I computer sono stati scoperti nel luglio 2015, ma la loro esistenza è stata portata alla luce soltanto adesso. Gli ufficiali erano stati avvisati dell’esistenza dei computer da Websense, una piattaforma di sicurezza usata dal business e dal governo, che aveva segnalato un uso eccessivo della connessione a internet nella rete del carcere.

Le indagini hanno trovato che le informazioni erano state usate per entrare in un network con una macchina chiamata –lab9-, che non aveva il protocollo degli altri device connessi al network. Nei giorni seguenti, gli amministratori hanno ricevuto delle allerte con i dettagli di dozzine di tentativi di aggirare i proxy della società di security Webesense per evitare l’accesso ai siti di condivisione file.

Eppure, c’è voluto circa un mese prima che lo staff del penitenziario fosse in grado di individuare il computer nella cella. Ci sono riusciti tracciando l’indirizzo con uno switch collocato vicino alla stanza dove si ricevevano lezioni di informatica.

Gli switch dove la connessione ai computer è stata scoperta. Immagine via Ohio Inspector General.

Secondo Meyer, i carcerati avrebbero assemblato i computer rubacchiando le parti da un corso di smontaggio PC in cui erano impegnati alcuni detenuti. Il programma, che è terminato per questioni non legate a questo caso, aveva l’obiettivo di insegnare le basi dell’uso dei computer fai-da-te. 

Stando alle testimonianze dei carcerati coinvolti, funzionavano molto bene quando sono stati portati dal posto dove si teneva il corso all’armadio dove erano nascosti. I programmi usati nei computer erano stati presi da un altro computer usato dai detenuti sotto supervisione.

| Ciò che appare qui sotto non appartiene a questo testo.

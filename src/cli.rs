//! Command-line interface definition and startup for rosh.
//!
//! Uses [`clap`] for argument parsing with derive macros. Flags can also be
//! set through `ROSH_*` environment variables; both win over the config
//! file.

use std::path::PathBuf;
use std::process::ExitCode;

use anyhow::{Context, Result};
use clap::{ArgAction, Parser};
use colored::Colorize;
use tracing::{info, warn};

use crate::chat::{self, ReadlineSource};
use crate::config::{FileConfig, InputMode, Overrides, Settings};
use crate::output::{self, StdoutRenderer};
use crate::session::Session;

/// Top-level CLI structure for rosh.
#[derive(Parser, Debug)]
#[command(
    name = "rosh",
    version,
    about = "Chat with a local text-generation server from the terminal"
)]
pub struct Cli {
    /// IP address or host name of the server
    #[arg(short = 'i', long = "ip", visible_alias = "host", env = "ROSH_HOST")]
    pub host: Option<String>,

    /// Port of the server
    #[arg(short, long, env = "ROSH_PORT")]
    pub port: Option<u16>,

    /// File to save queries and responses
    #[arg(short, long = "file", env = "ROSH_FILE")]
    pub file: Option<PathBuf>,

    /// Model to use
    #[arg(short, long, env = "ROSH_MODEL")]
    pub model: Option<String>,

    /// Wait for the complete response instead of streaming it
    #[arg(long)]
    pub no_stream: bool,

    /// Submit every line as a prompt instead of waiting for two blank lines
    #[arg(long)]
    pub single_line: bool,

    /// Abort a request after this many seconds (default: wait indefinitely)
    #[arg(short, long, value_name = "SECS", env = "ROSH_TIMEOUT")]
    pub timeout: Option<u64>,

    /// Path to a config file (default: ~/.config/rosh/config.toml)
    #[arg(short, long, value_name = "PATH")]
    pub config: Option<PathBuf>,

    /// Increase log verbosity (-v, -vv, -vvv)
    #[arg(short, long, action = ArgAction::Count)]
    pub verbose: u8,
}

impl Cli {
    /// Values from flags and environment, to be layered over the config file.
    pub fn overrides(&self) -> Overrides {
        Overrides {
            host: self.host.clone(),
            port: self.port,
            model: self.model.clone(),
            transcript: self.file.clone(),
            stream: self.no_stream.then_some(false),
            multiline: self.single_line.then_some(false),
            timeout_secs: self.timeout,
        }
    }
}

/// Parses command-line arguments into a [`Cli`] struct.
///
/// Delegates to [`clap::Parser::parse`], which prints usage and exits for
/// `--help` and on invalid input.
pub fn parse() -> Cli {
    Cli::parse()
}

/// Resolves settings, opens the session and runs the REPL.
///
/// Returns a failing exit code when the session ended because of an error.
pub async fn run(cli: Cli) -> Result<ExitCode> {
    let default_path = Settings::config_path().ok();
    let file = FileConfig::load(cli.config.as_deref(), default_path.as_deref())?;
    let settings = Settings::resolve(cli.overrides(), file)?;

    let separator = output::separator_line(output::terminal_width());
    let mut session = Session::from_settings(&settings, separator.clone())?;
    info!(address = %session.address(), model = %session.model(), "session started");

    print_banner(&session, settings.streaming);

    let history_path = match Settings::history_path() {
        Ok(path) => Some(path),
        Err(e) => {
            warn!(error = %e, "prompt history disabled");
            None
        }
    };
    let mut lines = ReadlineSource::new(history_path).context("Failed to initialize line editor")?;
    let mut renderer = StdoutRenderer::new(separator);

    let end = chat::run_chat(&mut session, &mut lines, &mut renderer).await;

    if let Err(e) = lines.save_history() {
        warn!(error = %e, "failed to save prompt history");
    }

    Ok(if end.is_failure() {
        ExitCode::FAILURE
    } else {
        ExitCode::SUCCESS
    })
}

fn print_banner(session: &Session, streaming: bool) {
    println!(
        "{} [model: {}] [server: {}]{}",
        "rosh".bold().cyan(),
        session.model().yellow(),
        session.address().yellow(),
        if streaming { "" } else { " [no stream]" },
    );
    if let Some(path) = session.transcript().path() {
        println!("{} {}", "saving to".dimmed(), path.display());
    }
    match session.input_mode() {
        InputMode::MultiLine => println!(
            "{}",
            "Press Enter twice on empty lines to send. /bye or Ctrl+D to exit.".dimmed()
        ),
        InputMode::SingleLine => println!("{}", "/bye or Ctrl+D to exit.".dimmed()),
    }
    println!();
}

#[cfg(test)]
mod tests {
    use super::*;

    #[test]
    fn test_cli_definition_is_valid() {
        use clap::CommandFactory;
        Cli::command().debug_assert();
    }

    #[test]
    fn test_short_flags() {
        let cli = Cli::try_parse_from([
            "rosh", "-i", "10.0.0.2", "-p", "8080", "-f", "out.txt", "-m", "mistral",
        ])
        .unwrap();
        let overrides = cli.overrides();
        assert_eq!(overrides.host.as_deref(), Some("10.0.0.2"));
        assert_eq!(overrides.port, Some(8080));
        assert_eq!(overrides.transcript, Some(PathBuf::from("out.txt")));
        assert_eq!(overrides.model.as_deref(), Some("mistral"));
        assert_eq!(overrides.stream, None);
        assert_eq!(overrides.multiline, None);
    }

    #[test]
    fn test_long_flags_and_modes() {
        let cli = Cli::try_parse_from([
            "rosh",
            "--host",
            "gpu",
            "--no-stream",
            "--single-line",
            "--timeout",
            "30",
            "-vv",
        ])
        .unwrap();
        assert_eq!(cli.verbose, 2);
        let overrides = cli.overrides();
        assert_eq!(overrides.host.as_deref(), Some("gpu"));
        assert_eq!(overrides.stream, Some(false));
        assert_eq!(overrides.multiline, Some(false));
        assert_eq!(overrides.timeout_secs, Some(30));
    }

    #[test]
    fn test_invalid_port_is_rejected() {
        assert!(Cli::try_parse_from(["rosh", "--port", "99999"]).is_err());
    }

    #[test]
    fn test_help_is_displayed() {
        let err = Cli::try_parse_from(["rosh", "--help"]).unwrap_err();
        assert_eq!(err.kind(), clap::error::ErrorKind::DisplayHelp);
    }
}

Come descritto da uno di loro, “ho catturato il drive con Acronis, e tutto quello che devovevo fare era prendere quel drive, metterlo in qualsiasi computer e avviarlo. Ho preso la network card di un altro computer e l’ho messa dentro a quello illegale, nello switch. Un desktop remoto dentro al computer e poi sbam, ero in rete.

Dopo una analisi dell’hardware del computer, è stato scoperto che i detenuti lo avevano usato per cercare in un database di detenuti, rubare le informazioni di uno in particolare, attivare cinque carte di credito usando le sue credenziali, entrare in un articolo di Bloomberg su come evadere il fisco e cercare il modo di ottenere dei pass per guadagnare accesso a diverse aree della prigione Marion.

Con l’analisi forense del device, i detenuti hanno avuto accesso a molti “tool maligni” per portare avanti il progetto, incluso Cain (un tool per recupero password), Zed Attack proxy (per trovare le vulnerabilità di sicurezza), OpenVPN, THC Hydra (un tool per craccare i login), Paros (un software per il penetration test) e molti altri.

“Il fatto che questi detenuti siano stati in grado di prendere dei pezzi per creare due computer funzionanti e poi spostarli in una zona amministrativa del carcere a cui non avrebbero dovuto avere accesso… non è una cosa ritenuta possibile, oggi, in un penitenziario.”

È incredibile quanto questi detenuti siano riusciti a fare sotto sorveglianza in una prigione di media-sicurezza, anche se nel report si legge  della supervisione relativamente tollerante del carcere. In più, il corso per insegnare le basi dell’informatica ha concesso un certo margine di libertà.

“L’istituzione permetteva ai detenuti di lavorare con i cavi per le tv a circuito chiuso, piuttosto che pagare degli esterni,” ha detto Meyer. “Questi ragazzi erano conosciuti per essere bravi con il computer.”

Meyer non può commentare a proposito di eventuali conflitti tra lo staff della prigione e i detenuti mentre le indagini sono in corso. La maggior parte degli indagati, comunque, stava scontando l’ergastolo. Sono stati spostati in altre strutture.